● Work required:
After going through the data below, state how many lines contain "Copy", and nothing else.

● Information given:
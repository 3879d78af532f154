//! Identifier management using string interning for efficient storage and comparison
//!
//! Node and edge ids arrive from the editor as strings and are compared and hashed
//! constantly during layout. This module provides the [`Id`] type, which interns
//! each distinct string once and is `Copy` afterwards.

use std::{
    fmt,
    sync::{Mutex, OnceLock},
};

use serde::{Deserialize, Deserializer, Serialize, Serializer};
use string_interner::{DefaultStringInterner, DefaultSymbol};

/// Global string interner for identifier storage.
///
/// # Thread Safety
///
/// This uses `Mutex` for thread-safe access to the string interner.
static INTERNER: OnceLock<Mutex<DefaultStringInterner>> = OnceLock::new();

fn with_interner<T>(f: impl FnOnce(&mut DefaultStringInterner) -> T) -> T {
    let mut interner = INTERNER
        .get_or_init(|| Mutex::new(DefaultStringInterner::new()))
        .lock()
        .expect("Failed to acquire interner lock");
    f(&mut interner)
}

/// Interned identifier of a node or an edge.
///
/// Equality and hashing are symbol comparisons. The ordering of symbols depends on
/// interning order, so `Id` deliberately does not implement `Ord`; anything that
/// needs a stable order must keep the input order instead.
///
/// # Examples
///
/// ```
/// use trellis_core::identifier::Id;
///
/// let start = Id::new("start");
/// let again: Id = "start".into();
///
/// assert_eq!(start, again);
/// assert_eq!(start, "start");
/// ```
#[derive(Debug, Clone, Copy, PartialEq, Eq, Hash)]
pub struct Id(DefaultSymbol);

impl Id {
    /// Creates an `Id` from &str, interning it on first use.
    pub fn new(name: &str) -> Self {
        Self(with_interner(|interner| interner.get_or_intern(name)))
    }
}

impl fmt::Display for Id {
    fn fmt(&self, f: &mut fmt::Formatter<'_>) -> fmt::Result {
        let value = with_interner(|interner| {
            interner
                .resolve(self.0)
                .map(str::to_owned)
                .expect("Symbol should exist in interner")
        });
        f.write_str(&value)
    }
}

impl std::str::FromStr for Id {
    type Err = std::convert::Infallible;

    fn from_str(s: &str) -> Result<Self, Self::Err> {
        Ok(Self::new(s))
    }
}

impl From<&str> for Id {
    fn from(name: &str) -> Self {
        Self::new(name)
    }
}

impl PartialEq<str> for Id {
    /// Allows direct comparison with string slices: `id == "string"`
    fn eq(&self, other: &str) -> bool {
        with_interner(|interner| interner.resolve(self.0) == Some(other))
    }
}

impl PartialEq<&str> for Id {
    fn eq(&self, other: &&str) -> bool {
        self == *other
    }
}

impl Serialize for Id {
    fn serialize<S: Serializer>(&self, serializer: S) -> Result<S::Ok, S::Error> {
        serializer.collect_str(self)
    }
}

impl<'de> Deserialize<'de> for Id {
    fn deserialize<D: Deserializer<'de>>(deserializer: D) -> Result<Self, D::Error> {
        let name = String::deserialize(deserializer)?;
        Ok(Self::new(&name))
    }
}
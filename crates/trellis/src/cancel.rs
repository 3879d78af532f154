//! Cooperative cancellation for long layouts.

use std::sync::{
    Arc,
    atomic::{AtomicBool, Ordering},
};

use crate::error::TrellisError;

/// A cloneable flag the caller flips to abandon a running layout.
///
/// Every clone observes the same flag. The engine polls it between nested
/// problems and before crossing minimization; a cancelled layout returns
/// [`TrellisError::Cancelled`] and never a partial result.
#[derive(Debug, Clone, Default)]
pub struct CancellationToken {
    cancelled: Arc<AtomicBool>,
}

impl CancellationToken {
    /// Creates a token that is not cancelled.
    pub fn new() -> Self {
        Self::default()
    }

    /// Requests cancellation. Idempotent.
    pub fn cancel(&self) {
        self.cancelled.store(true, Ordering::Release);
    }

    pub fn is_cancelled(&self) -> bool {
        self.cancelled.load(Ordering::Acquire)
    }

    /// Returns [`TrellisError::Cancelled`] once cancellation was requested.
    pub(crate) fn check(&self) -> Result<(), TrellisError> {
        if self.is_cancelled() {
            Err(TrellisError::Cancelled)
        } else {
            Ok(())
        }
    }
}

#[cfg(test)]
mod tests {
    use std::thread;

    use super::*;

    #[test]
    fn test_new_token_is_not_cancelled() {
        let token = CancellationToken::new();
        assert!(!token.is_cancelled());
        assert!(token.check().is_ok());
    }

    #[test]
    fn test_cancel_is_shared_between_clones() {
        let token = CancellationToken::new();
        let observer = token.clone();

        token.cancel();
        token.cancel();

        assert!(observer.is_cancelled());
        assert!(matches!(observer.check(), Err(TrellisError::Cancelled)));
    }

    #[test]
    fn test_cancel_from_another_thread() {
        let token = CancellationToken::new();
        let remote = token.clone();

        thread::spawn(move || remote.cancel())
            .join()
            .expect("cancelling thread panicked");

        assert!(token.is_cancelled());
    }
}
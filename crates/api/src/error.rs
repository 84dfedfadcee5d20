use axum::{
    Json,
    http::StatusCode,
    response::{IntoResponse, Response},
};
use meethub_services::lifecycle::LifecycleError;
use meethub_services::media::{MediaError, webhook::WebhookError};
use meethub_services::names::NameError;
use meethub_services::rooms::RoomError;
use meethub_services::store::StoreError;
use serde::Serialize;

#[derive(Debug)]
pub enum ApiError {
    NotFound(String),
    BadRequest(String),
    Unauthorized(String),
    Conflict(String),
    Internal(String),
    Validation(String),
}

#[derive(Serialize)]
struct ErrorResponse {
    error: String,
    message: String,
}

impl IntoResponse for ApiError {
    fn into_response(self) -> Response {
        let (status, error_type, message) = match self {
            ApiError::NotFound(msg) => (StatusCode::NOT_FOUND, "not_found", msg),
            ApiError::BadRequest(msg) => (StatusCode::BAD_REQUEST, "bad_request", msg),
            ApiError::Unauthorized(msg) => (StatusCode::UNAUTHORIZED, "unauthorized", msg),
            ApiError::Conflict(msg) => (StatusCode::CONFLICT, "conflict", msg),
            ApiError::Internal(msg) => (StatusCode::INTERNAL_SERVER_ERROR, "internal", msg),
            ApiError::Validation(msg) => (StatusCode::UNPROCESSABLE_ENTITY, "validation", msg),
        };

        let body = ErrorResponse {
            error: error_type.to_string(),
            message,
        };

        (status, Json(body)).into_response()
    }
}

impl From<LifecycleError> for ApiError {
    fn from(err: LifecycleError) -> Self {
        match err {
            // Policy rejections are recoverable with a different policy.
            LifecycleError::Rejected(code) => ApiError::Conflict(code.as_str().to_string()),
            LifecycleError::InvalidRoomId(raw) => {
                ApiError::Validation(format!("Invalid room id: {raw:?}"))
            }
            LifecycleError::EmptyBulkRequest => {
                ApiError::Validation("No valid room ids in request".to_string())
            }
            LifecycleError::Store(e) => ApiError::Internal(e.to_string()),
            LifecycleError::Media(e) => ApiError::Internal(e.to_string()),
        }
    }
}

impl From<RoomError> for ApiError {
    fn from(err: RoomError) -> Self {
        match err {
            RoomError::EmptyName => ApiError::Validation("Room name is empty".to_string()),
            RoomError::InvalidRoomId(raw) => {
                ApiError::Validation(format!("Invalid room id: {raw:?}"))
            }
            RoomError::UnschedulablePolicy => ApiError::Validation(
                "Auto-deletion scheduling is incompatible with a fail policy".to_string(),
            ),
            RoomError::Store(e) => ApiError::Internal(e.to_string()),
        }
    }
}

impl From<StoreError> for ApiError {
    fn from(err: StoreError) -> Self {
        ApiError::Internal(err.to_string())
    }
}

impl From<MediaError> for ApiError {
    fn from(err: MediaError) -> Self {
        ApiError::Internal(err.to_string())
    }
}

impl From<NameError> for ApiError {
    fn from(err: NameError) -> Self {
        match err {
            NameError::EmptyName => {
                ApiError::Validation("Participant name is empty".to_string())
            }
            NameError::Ledger(e) => ApiError::Internal(e.to_string()),
        }
    }
}

impl From<WebhookError> for ApiError {
    fn from(err: WebhookError) -> Self {
        ApiError::Unauthorized(err.to_string())
    }
}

● Answer area:
2